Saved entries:
▬▬▬▬▬▬

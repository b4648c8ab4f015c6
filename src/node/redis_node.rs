use super::transport::{NodeConnector, NodeTransport, TransportResult};
use super::types::NodeAddr;
use crate::config::ClusterConfig;
use crate::error::TransportError;

use async_trait::async_trait;
use redis::AsyncCommands;
use redis::aio::MultiplexedConnection;
use std::collections::HashMap;
use std::future::Future;
use std::sync::Arc;
use std::time::Duration;
use tokio::sync::Mutex;

/// Timeouts and retry budget shared by every Redis node handle.
#[derive(Debug, Clone)]
pub struct RedisOptions {
    pub connect_timeout: Duration,
    pub response_timeout: Duration,
    pub connect_attempts: usize,
}

impl From<&ClusterConfig> for RedisOptions {
    fn from(config: &ClusterConfig) -> Self {
        Self {
            connect_timeout: config.connect_timeout(),
            response_timeout: config.response_timeout(),
            connect_attempts: config.connect_attempts.max(1),
        }
    }
}

impl Default for RedisOptions {
    fn default() -> Self {
        Self::from(&ClusterConfig::default())
    }
}

/// Node handle speaking the Redis protocol.
///
/// The connection is opened lazily on first use and then shared: a
/// `MultiplexedConnection` pipelines concurrent requests over one socket, so
/// a single handle serves any number of tasks. A multiplexed connection does
/// not heal itself, so a command failing with an I/O error discards it and
/// the next call dials again through the retry loop.
pub struct RedisNode {
    addr: NodeAddr,
    client: redis::Client,
    connection: Mutex<ConnectionSlot>,
    options: RedisOptions,
}

/// Current connection plus a counter bumped on every dial, so a stale
/// failure cannot discard a connection opened after it.
#[derive(Default)]
struct ConnectionSlot {
    generation: u64,
    current: Option<MultiplexedConnection>,
}

impl RedisNode {
    /// Validates the address; no network I/O happens here.
    pub fn new(addr: NodeAddr, options: RedisOptions) -> TransportResult<Self> {
        let client = redis::Client::open(addr.redis_url())?;
        Ok(Self {
            addr,
            client,
            connection: Mutex::new(ConnectionSlot::default()),
            options,
        })
    }

    async fn connection(&self) -> TransportResult<(u64, MultiplexedConnection)> {
        let mut slot = self.connection.lock().await;
        if let Some(conn) = &slot.current {
            return Ok((slot.generation, conn.clone()));
        }
        let conn = self.connect_with_retry().await?;
        slot.generation += 1;
        slot.current = Some(conn.clone());
        Ok((slot.generation, conn))
    }

    async fn discard_if_broken(&self, generation: u64, err: &TransportError) {
        let TransportError::Redis(e) = err else {
            return;
        };
        if !(e.is_io_error() || e.is_connection_dropped()) {
            return;
        }
        let mut slot = self.connection.lock().await;
        if slot.generation == generation && slot.current.take().is_some() {
            tracing::warn!("Connection to {} lost ({}), will reconnect", self.addr, e);
        }
    }

    async fn connect_with_retry(&self) -> TransportResult<MultiplexedConnection> {
        let mut delay_ms = 150u64;
        let attempts = self.options.connect_attempts;

        for attempt in 0..attempts {
            let result = tokio::time::timeout(
                self.options.connect_timeout,
                self.client.get_multiplexed_async_connection(),
            )
            .await;

            let err = match result {
                Ok(Ok(conn)) => {
                    tracing::debug!("Connected to {}", self.addr);
                    return Ok(conn);
                }
                Ok(Err(e)) => TransportError::Redis(e),
                Err(_) => TransportError::Timeout {
                    addr: self.addr.clone(),
                    after: self.options.connect_timeout,
                },
            };

            if attempt + 1 == attempts {
                return Err(err);
            }
            tracing::warn!(
                "Connect to {} failed (attempt {}/{}): {}",
                self.addr,
                attempt + 1,
                attempts,
                err
            );
            let jitter = rand::random::<u64>() % 50;
            tokio::time::sleep(Duration::from_millis(delay_ms + jitter)).await;
            delay_ms = (delay_ms * 2).min(1200);
        }

        Err(TransportError::Unavailable {
            addr: self.addr.clone(),
        })
    }

    /// Runs one command under the response deadline.
    async fn deadline<T, F>(&self, fut: F) -> TransportResult<T>
    where
        F: Future<Output = redis::RedisResult<T>>,
    {
        match tokio::time::timeout(self.options.response_timeout, fut).await {
            Ok(result) => Ok(result?),
            Err(_) => Err(TransportError::Timeout {
                addr: self.addr.clone(),
                after: self.options.response_timeout,
            }),
        }
    }

    async fn run<T, F, Fut>(&self, command: F) -> TransportResult<T>
    where
        F: FnOnce(MultiplexedConnection) -> Fut,
        Fut: Future<Output = redis::RedisResult<T>>,
    {
        let (generation, conn) = self.connection().await?;
        let result = self.deadline(command(conn)).await;
        if let Err(e) = &result {
            self.discard_if_broken(generation, e).await;
        }
        result
    }
}

#[async_trait]
impl NodeTransport for RedisNode {
    fn addr(&self) -> &NodeAddr {
        &self.addr
    }

    async fn hash_field_count(&self, space: &str) -> TransportResult<u64> {
        self.run(|mut conn| async move { conn.hlen(space).await }).await
    }

    async fn field_exists(&self, space: &str, field: &str) -> TransportResult<bool> {
        self.run(|mut conn| async move { conn.hexists(space, field).await }).await
    }

    async fn get_field(&self, space: &str, field: &str) -> TransportResult<Option<String>> {
        self.run(|mut conn| async move { conn.hget(space, field).await }).await
    }

    async fn get_all_values(&self, space: &str) -> TransportResult<Vec<String>> {
        self.run(|mut conn| async move { conn.hvals(space).await }).await
    }

    async fn get_all_fields(&self, space: &str) -> TransportResult<Vec<String>> {
        self.run(|mut conn| async move { conn.hkeys(space).await }).await
    }

    async fn get_all_entries(&self, space: &str) -> TransportResult<Vec<(String, String)>> {
        let all: HashMap<String, String> = self
            .run(|mut conn| async move { conn.hgetall(space).await })
            .await?;
        Ok(all.into_iter().collect())
    }

    async fn delete_space(&self, space: &str) -> TransportResult<()> {
        let _removed: i64 = self
            .run(|mut conn| async move { conn.del(space).await })
            .await?;
        Ok(())
    }

    async fn atomic_read_then_set(
        &self,
        space: &str,
        field: &str,
        value: &str,
    ) -> TransportResult<Option<String>> {
        let mut pipe = redis::pipe();
        pipe.atomic()
            .hget(space, field)
            .hset(space, field, value)
            .ignore();

        let (prev,): (Option<String>,) = self
            .run(|mut conn| async move { pipe.query_async(&mut conn).await })
            .await?;
        Ok(prev)
    }

    async fn atomic_read_then_delete(
        &self,
        space: &str,
        field: &str,
    ) -> TransportResult<Option<String>> {
        let mut pipe = redis::pipe();
        pipe.atomic().hget(space, field).hdel(space, field).ignore();

        let (prev,): (Option<String>,) = self
            .run(|mut conn| async move { pipe.query_async(&mut conn).await })
            .await?;
        Ok(prev)
    }

    async fn batch_set(&self, space: &str, entries: Vec<(String, String)>) -> TransportResult<()> {
        if entries.is_empty() {
            return Ok(());
        }
        let mut pipe = redis::pipe();
        pipe.atomic();
        for (field, value) in &entries {
            pipe.hset(space, field, value).ignore();
        }

        let () = self
            .run(|mut conn| async move { pipe.query_async(&mut conn).await })
            .await?;
        Ok(())
    }
}

/// Connector creating one `RedisNode` per registered address.
#[derive(Debug, Clone, Default)]
pub struct RedisConnector {
    options: RedisOptions,
}

impl RedisConnector {
    pub fn new(options: RedisOptions) -> Self {
        Self { options }
    }
}

impl NodeConnector for RedisConnector {
    fn connect(&self, addr: &NodeAddr) -> TransportResult<Arc<dyn NodeTransport>> {
        let node = RedisNode::new(addr.clone(), self.options.clone())?;
        Ok(Arc::new(node))
    }
}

▬▬▬▬▬▬

About this task
Would you reproduce all of the data exactly, without a single alteration?

Reply to the exercise
repository b4648c8ab4f015c6
filename src/node/redis_node.rs
use super::transport::{NodeConnector, NodeTransport, TransportResult};
use super::types::NodeAddr;
use crate::config::ClusterConfig;
use crate::error::TransportError;

use async_trait::async_trait;
use redis::AsyncCommands;
use redis::aio::MultiplexedConnection;
use std::collections::HashMap;
use std::future::Future;
use std::sync::Arc;
use std::time::Duration;
use tokio::sync::Mutex;

/// Timeouts and retry budget shared by every Redis node handle.
#[derive(Debug, Clone)]
pub struct RedisOptions {
    pub connect_timeout: Duration,
    pub response_timeout: Duration,
    pub connect_attempts: usize,
}

impl From<&ClusterConfig> for RedisOptions {
    fn from(config: &ClusterConfig) -> Self {
        Self {
            connect_timeout: config.connect_timeout(),
            response_timeout: config.response_timeout(),
            connect_attempts: config.connect_attempts.max(1),
        }
    }
}

impl Default for RedisOptions {
    fn default() -> Self {
        Self::from(&ClusterConfig::default())
    }
}

/// Node handle speaking the Redis protocol.
///
/// The connection is opened lazily on first use and then shared: a
/// `MultiplexedConnection` pipelines concurrent requests over one socket, so
/// a single handle serves any number of tasks. A multiplexed connection does
/// not heal itself, so a command failing with an I/O error discards it and
/// the next call dials again through the retry loop.
pub struct RedisNode {
    addr: NodeAddr,
    client: redis::Client,
    connection: Mutex<ConnectionSlot>,
    options: RedisOptions,
}

/// Current connection plus a counter bumped on every dial, so a stale
/// failure cannot discard a connection opened after it.
#[derive(Default)]
struct ConnectionSlot {
    generation: u64,
    current: Option<MultiplexedConnection>,
}

impl RedisNode {
    /// Validates the address; no network I/O happens here.
    pub fn new(addr: NodeAddr, options: RedisOptions) -> TransportResult<Self> {
        let client = redis::Client::open(addr.redis_url())?;
        Ok(Self {
            addr,
            client,
            connection: Mutex::new(ConnectionSlot::default()),
            options,
        })
    }

    async fn connection(&self) -> TransportResult<(u64, MultiplexedConnection)> {
        let mut slot = self.connection.lock().await;
        if let Some(conn) = &slot.current {
            return Ok((slot.generation, conn.clone()));
        }
        let conn = self.connect_with_retry().await?;
        slot.generation += 1;
        slot.current = Some(conn.clone());
        Ok((slot.generation, conn))
    }

    async fn discard_if_broken(&self, generation: u64, err: &TransportError) {
        let TransportError::Redis(e) = err else {
            return;
        };
        if !(e.is_io_error() || e.is_connection_dropped()) {
            return;
        }
        let mut slot = self.connection.lock().await;
        if slot.generation == generation && slot.current.take().is_some() {
            tracing::warn!("Connection to {} lost ({}), will reconnect", self.addr, e);
        }
    }

    async fn connect_with_retry(&self) -> TransportResult<MultiplexedConnection> {
        let mut delay_ms = 150u64;
        let attempts = self.options.connect_attempts;

        for attempt in 0..attempts {
            let result = tokio::time::timeout(
                self.options.connect_timeout,
                self.client.get_multiplexed_async_connection(),
            )
            .await;

            let err = match result {
                Ok(Ok(conn)) => {
                    tracing::debug!("Connected to {}", self.addr);
                    return Ok(conn);
                }
                Ok(Err(e)) => TransportError::Redis(e),
                Err(_) => TransportError::Timeout {
                    addr: self.addr.clone(),
                    after: self.options.connect_timeout,
                },
            };

            if attempt + 1 == attempts {
                return Err(err);
            }
            tracing::warn!(
                "Connect to {} failed (attempt {}/{}): {}",
                self.addr,
                attempt + 1,
                attempts,
                err
            );
            let jitter = rand::random::<u64>() % 50;
            tokio::time::sleep(Duration::from_millis(delay_ms + jitter)).await;
            delay_ms = (delay_ms * 2).min(1200);
        }

        Err(TransportError::Unavailable {
            addr: self.addr.clone(),
        })
    }

    /// Runs one command under the response deadline.
    async fn deadline<T, F>(&self, fut: F) -> TransportResult<T>
    where
        F: Future<Output = redis::RedisResult<T>>,
    {
        match tokio::time::timeout(self.options.response_timeout, fut).await {
            Ok(result) => Ok(result?),
            Err(_) => Err(TransportError::Timeout {
                addr: self.addr.clone(),
                after: self.options.response_timeout,
            }),
        }
    }

    async fn run<T, F, Fut>(&self, command: F) -> TransportResult<T>
    where
        F: FnOnce(MultiplexedConnection) -> Fut,
        Fut: Future<Output = redis::RedisResult<T>>,
    {
        let (generation, conn) = self.connection().await?;
        let result = self.deadline(command(conn)).await;
        if let Err(e) = &result {
            self.discard_if_broken(generation, e).await;
        }
        result
    }
}

#[async_trait]
impl NodeTransport for RedisNode {
    fn addr(&self) -> &NodeAddr {
        &self.addr
    }

    async fn hash_field_count(&self, space: &str) -> TransportResult<u64> {
        self.run(|mut conn| async move { conn.hlen(space).await }).await
    }

    async fn field_exists(&self, space: &str, field: &str) -> TransportResult<bool> {
        self.run(|mut conn| async move { conn.hexists(space, field).await }).await
    }

    async fn get_field(&self, space: &str, field: &str) -> TransportResult<Option<String>> {
        self.run(|mut conn| async move { conn.hget(space, field).await }).await
    }

    async fn get_all_values(&self, space: &str) -> TransportResult<Vec<String>> {
        self.run(|mut conn| async move { conn.hvals(space).await }).await
    }

    async fn get_all_fields(&self, space: &str) -> TransportResult<Vec<String>> {
        self.run(|mut conn| async move { conn.hkeys(space).await }).await
    }

    async fn get_all_entries(&self, space: &str) -> TransportResult<Vec<(String, String)>> {
        let all: HashMap<String, String> = self
            .run(|mut conn| async move { conn.hgetall(space).await })
            .await?;
        Ok(all.into_iter().collect())
    }

    async fn delete_space(&self, space: &str) -> TransportResult<()> {
        let _removed: i64 = self
            .run(|mut conn| async move { conn.del(space).await })
            .await?;
        Ok(())
    }

    async fn atomic_read_then_set(
        &self,
        space: &str,
        field: &str,
        value: &str,
    ) -> TransportResult<Option<String>> {
        let mut pipe = redis::pipe();
        pipe.atomic()
            .hget(space, field)
            .hset(space, field, value)
            .ignore();

        let (prev,): (Option<String>,) = self
            .run(|mut conn| async move { pipe.query_async(&mut conn).await })
            .await?;
        Ok(prev)
    }

    async fn atomic_read_then_delete(
        &self,
        space: &str,
        field: &str,
    ) -> TransportResult<Option<String>> {
        let mut pipe = redis::pipe();
        pipe.atomic().hget(space, field).hdel(space, field).ignore();

        let (prev,): (Option<String>,) = self
            .run(|mut conn| async move { pipe.query_async(&mut conn).await })
            .await?;
        Ok(prev)
    }

    async fn batch_set(&self, space: &str, entries: Vec<(String, String)>) -> TransportResult<()> {
        if entries.is_empty() {
            return Ok(());
        }
        let mut pipe = redis::pipe();
        pipe.atomic();
        for (field, value) in &entries {
            pipe.hset(space, field, value).ignore();
        }

        let () = self
            .run(|mut conn| async move { pipe.query_async(&mut conn).await })
            .await?;
        Ok(())
    }
}

/// Connector creating one `RedisNode` per registered address.
#[derive(Debug, Clone, Default)]
pub struct RedisConnector {
    options: RedisOptions,
}

impl RedisConnector {
    pub fn new(options: RedisOptions) -> Self {
        Self { options }
    }
}

impl NodeConnector for RedisConnector {
    fn connect(&self, addr: &NodeAddr) -> TransportResult<Arc<dyn NodeTransport>> {
        let node = RedisNode::new(addr.clone(), self.options.clone())?;
        Ok(Arc::new(node))
    }
}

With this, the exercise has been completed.